* _Goal of the exercise_
Copy precisely the first line of the material below and every later line, stopping with the line that contains "use regex::Regex;".

::::::

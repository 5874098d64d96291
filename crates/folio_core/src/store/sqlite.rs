//! Embedded SQLite implementation of the [`KvStore`] contract.
//!
//! # Responsibility
//! - Keep items as JSON documents keyed by `(collection, id)`.
//! - Own collection and secondary-index declarations (schema administration).
//! - Run blocking SQLite work off the async executor.
//!
//! # Invariants
//! - Every item operation checks that its collection was created first.
//! - Batch writes and updates are atomic per call (one transaction).
//! - Index queries only run against declared indexes.

use super::{
    IndexQuery, KvStore, StoreError, StoreResult, UpdateExpression, MAX_BATCH_WRITE_ITEMS,
};
use crate::db::{open_db, DbLocation};
use crate::model::codec::now_ms;
use crate::model::item::{Document, ID_FIELD};
use async_trait::async_trait;
use log::info;
use once_cell::sync::Lazy;
use regex::Regex;
use rusqlite::{params, Connection, OptionalExtension};
use serde_json::Value;
use std::sync::{Arc, Mutex};

static KEY_FIELD_RE: Lazy<Regex> =
    Lazy::new(|| Regex::new(r"^[A-Za-z_][A-Za-z0-9_]*$").expect("valid key field regex"));

const QUERY_INDEX_SQL: &str = "SELECT body FROM items
     WHERE collection = ?1 AND json_extract(body, ?2) = ?3
     ORDER BY json_extract(body, '$.created_at') DESC, id ASC
     LIMIT ?4;";

/// SQLite-backed item store shared behind one connection.
#[derive(Clone)]
pub struct SqliteKvStore {
    conn: Arc<Mutex<Connection>>,
}

impl SqliteKvStore {
    /// Opens (and migrates) the database at `location`.
    pub fn open(location: &DbLocation) -> StoreResult<Self> {
        Ok(Self::from_connection(open_db(location)?))
    }

    /// Wraps an already migrated connection.
    pub fn from_connection(conn: Connection) -> Self {
        Self {
            conn: Arc::new(Mutex::new(conn)),
        }
    }

    /// Declares a collection. Returns `false` when it already existed.
    pub async fn create_collection(&self, name: &str) -> StoreResult<bool> {
        let name = name.trim().to_string();
        if name.is_empty() {
            return Err(StoreError::InvalidSchema(
                "collection name cannot be empty".to_string(),
            ));
        }

        self.run(move |conn| {
            let created = conn.execute(
                "INSERT INTO collections (name, created_at) VALUES (?1, ?2)
                 ON CONFLICT(name) DO NOTHING;",
                params![name, now_ms()],
            )? == 1;
            if created {
                info!("event=collection_create module=store status=ok collection={name}");
            }
            Ok(created)
        })
        .await
    }

    /// Declares a secondary index keyed by `key_field`.
    ///
    /// Returns `false` when the same declaration already existed.
    ///
    /// # Errors
    /// - `CollectionNotFound` when the collection was never created.
    /// - `InvalidSchema` when `key_field` is not a plain identifier or the
    ///   index already exists with another key field.
    pub async fn create_index(
        &self,
        collection: &str,
        index_name: &str,
        key_field: &str,
    ) -> StoreResult<bool> {
        if !KEY_FIELD_RE.is_match(key_field) {
            return Err(StoreError::InvalidSchema(format!(
                "index key field `{key_field}` must be a plain identifier"
            )));
        }
        let collection = collection.to_string();
        let index_name = index_name.trim().to_string();
        let key_field = key_field.to_string();
        if index_name.is_empty() {
            return Err(StoreError::InvalidSchema(
                "index name cannot be empty".to_string(),
            ));
        }

        self.run(move |conn| {
            require_collection(conn, &collection)?;
            if let Some(existing) = index_key_field(conn, &collection, &index_name)? {
                if existing == key_field {
                    return Ok(false);
                }
                return Err(StoreError::InvalidSchema(format!(
                    "index `{index_name}` on `{collection}` is already keyed by `{existing}`"
                )));
            }
            conn.execute(
                "INSERT INTO collection_indexes (collection, index_name, key_field)
                 VALUES (?1, ?2, ?3);",
                params![collection, index_name, key_field],
            )?;
            info!(
                "event=index_create module=store status=ok collection={collection} index={index_name} key_field={key_field}"
            );
            Ok(true)
        })
        .await
    }

    /// Lists declared collection names, sorted.
    pub async fn list_collections(&self) -> StoreResult<Vec<String>> {
        self.run(|conn| {
            let mut stmt = conn.prepare("SELECT name FROM collections ORDER BY name ASC;")?;
            let names = stmt
                .query_map([], |row| row.get::<_, String>(0))?
                .collect::<Result<Vec<_>, _>>()?;
            Ok(names)
        })
        .await
    }

    async fn run<F, R>(&self, task: F) -> StoreResult<R>
    where
        F: FnOnce(&mut Connection) -> StoreResult<R> + Send + 'static,
        R: Send + 'static,
    {
        let conn = Arc::clone(&self.conn);
        tokio::task::spawn_blocking(move || {
            let mut guard = conn
                .lock()
                .map_err(|_| StoreError::Internal("store connection lock poisoned".to_string()))?;
            task(&mut guard)
        })
        .await
        .map_err(|err| StoreError::Internal(format!("store task failed: {err}")))?
    }
}

#[async_trait]
impl KvStore for SqliteKvStore {
    async fn get_item(&self, collection: &str, key: &str) -> StoreResult<Option<Document>> {
        let collection = collection.to_string();
        let key = key.to_string();
        self.run(move |conn| {
            require_collection(conn, &collection)?;
            load_document(conn, &collection, &key)
        })
        .await
    }

    async fn scan(&self, collection: &str) -> StoreResult<Vec<Document>> {
        let collection = collection.to_string();
        self.run(move |conn| {
            require_collection(conn, &collection)?;
            let mut stmt = conn.prepare("SELECT body FROM items WHERE collection = ?1;")?;
            let bodies = stmt
                .query_map([collection.as_str()], |row| row.get::<_, String>(0))?
                .collect::<Result<Vec<_>, _>>()?;
            bodies
                .iter()
                .map(|body| parse_body(&collection, body))
                .collect()
        })
        .await
    }

    async fn put_item(&self, collection: &str, item: Document) -> StoreResult<()> {
        let collection = collection.to_string();
        self.run(move |conn| {
            require_collection(conn, &collection)?;
            let key = document_key(&item)?;
            let body = encode_body(&item)?;
            let inserted = conn.execute(
                "INSERT INTO items (collection, id, body) VALUES (?1, ?2, ?3)
                 ON CONFLICT(collection, id) DO NOTHING;",
                params![collection, key, body],
            )?;
            if inserted == 0 {
                return Err(StoreError::ConditionFailed { collection, key });
            }
            Ok(())
        })
        .await
    }

    async fn update_item(
        &self,
        collection: &str,
        key: &str,
        update: &UpdateExpression,
    ) -> StoreResult<Document> {
        let assignments = update.resolve()?;
        let collection = collection.to_string();
        let key = key.to_string();
        self.run(move |conn| {
            let tx = conn.transaction()?;
            require_collection(&tx, &collection)?;
            let Some(mut document) = load_document(&tx, &collection, &key)? else {
                return Err(StoreError::ConditionFailed { collection, key });
            };
            for (attribute, value) in assignments {
                document.insert(attribute, value);
            }
            upsert_body(&tx, &collection, &key, &encode_body(&document)?)?;
            tx.commit()?;
            Ok(document)
        })
        .await
    }

    async fn delete_item(&self, collection: &str, key: &str) -> StoreResult<()> {
        let collection = collection.to_string();
        let key = key.to_string();
        self.run(move |conn| {
            require_collection(conn, &collection)?;
            conn.execute(
                "DELETE FROM items WHERE collection = ?1 AND id = ?2;",
                params![collection, key],
            )?;
            Ok(())
        })
        .await
    }

    async fn batch_write(&self, collection: &str, items: Vec<Document>) -> StoreResult<()> {
        if items.len() > MAX_BATCH_WRITE_ITEMS {
            return Err(StoreError::BatchTooLarge {
                len: items.len(),
                max: MAX_BATCH_WRITE_ITEMS,
            });
        }
        let collection = collection.to_string();
        self.run(move |conn| {
            let rows = items
                .iter()
                .map(|item| Ok((document_key(item)?, encode_body(item)?)))
                .collect::<StoreResult<Vec<_>>>()?;

            let tx = conn.transaction()?;
            require_collection(&tx, &collection)?;
            for (key, body) in &rows {
                upsert_body(&tx, &collection, key, body)?;
            }
            tx.commit()?;
            Ok(())
        })
        .await
    }

    async fn query_index(&self, query: &IndexQuery) -> StoreResult<Vec<Document>> {
        let query = query.clone();
        self.run(move |conn| {
            require_collection(conn, &query.collection)?;
            let key_field = index_key_field(conn, &query.collection, &query.index_name)?
                .ok_or_else(|| StoreError::IndexNotProvisioned {
                    collection: query.collection.clone(),
                    index: query.index_name.clone(),
                })?;
            if key_field != query.key_field {
                return Err(StoreError::IndexKeyMismatch {
                    collection: query.collection.clone(),
                    index: query.index_name.clone(),
                    key_field,
                    requested: query.key_field.clone(),
                });
            }

            let limit = query
                .limit
                .and_then(|limit| i64::try_from(limit).ok())
                .unwrap_or(-1);
            let mut stmt = conn.prepare(QUERY_INDEX_SQL)?;
            let bodies = stmt
                .query_map(
                    params![
                        query.collection,
                        format!("$.{key_field}"),
                        query.key_value,
                        limit
                    ],
                    |row| row.get::<_, String>(0),
                )?
                .collect::<Result<Vec<_>, _>>()?;
            bodies
                .iter()
                .map(|body| parse_body(&query.collection, body))
                .collect()
        })
        .await
    }
}

fn require_collection(conn: &Connection, collection: &str) -> StoreResult<()> {
    let exists: bool = conn.query_row(
        "SELECT EXISTS(SELECT 1 FROM collections WHERE name = ?1);",
        [collection],
        |row| row.get(0),
    )?;
    if exists {
        Ok(())
    } else {
        Err(StoreError::CollectionNotFound(collection.to_string()))
    }
}

fn index_key_field(
    conn: &Connection,
    collection: &str,
    index_name: &str,
) -> StoreResult<Option<String>> {
    let key_field = conn
        .query_row(
            "SELECT key_field FROM collection_indexes
             WHERE collection = ?1 AND index_name = ?2;",
            params![collection, index_name],
            |row| row.get::<_, String>(0),
        )
        .optional()?;
    Ok(key_field)
}

fn load_document(conn: &Connection, collection: &str, key: &str) -> StoreResult<Option<Document>> {
    let body = conn
        .query_row(
            "SELECT body FROM items WHERE collection = ?1 AND id = ?2;",
            params![collection, key],
            |row| row.get::<_, String>(0),
        )
        .optional()?;
    body.map(|body| parse_body(collection, &body)).transpose()
}

fn upsert_body(conn: &Connection, collection: &str, key: &str, body: &str) -> StoreResult<()> {
    conn.execute(
        "INSERT INTO items (collection, id, body) VALUES (?1, ?2, ?3)
         ON CONFLICT(collection, id) DO UPDATE SET body = excluded.body;",
        params![collection, key, body],
    )?;
    Ok(())
}

fn document_key(document: &Document) -> StoreResult<String> {
    match document.get(ID_FIELD) {
        Some(Value::String(key)) if !key.is_empty() => Ok(key.clone()),
        _ => Err(StoreError::InvalidDocument(
            "item must carry a non-empty string `id`".to_string(),
        )),
    }
}

fn encode_body(document: &Document) -> StoreResult<String> {
    serde_json::to_string(document)
        .map_err(|err| StoreError::InvalidDocument(format!("cannot encode item: {err}")))
}

fn parse_body(collection: &str, body: &str) -> StoreResult<Document> {
    serde_json::from_str(body).map_err(|err| {
        StoreError::InvalidDocument(format!("stored item in `{collection}` is not an object: {err}"))
    })
}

::::::

* _Solution for this task_
repository 5874098d64d96291
filename crates/folio_core/src/store/sqlite.rs
//! Embedded SQLite implementation of the [`KvStore`] contract.
//!
//! # Responsibility
//! - Keep items as JSON documents keyed by `(collection, id)`.
//! - Own collection and secondary-index declarations (schema administration).
//! - Run blocking SQLite work off the async executor.
//!
//! # Invariants
//! - Every item operation checks that its collection was created first.
//! - Batch writes and updates are atomic per call (one transaction).
//! - Index queries only run against declared indexes.

use super::{
    IndexQuery, KvStore, StoreError, StoreResult, UpdateExpression, MAX_BATCH_WRITE_ITEMS,
};
use crate::db::{open_db, DbLocation};
use crate::model::codec::now_ms;
use crate::model::item::{Document, ID_FIELD};
use async_trait::async_trait;
use log::info;
use once_cell::sync::Lazy;
use regex::Regex;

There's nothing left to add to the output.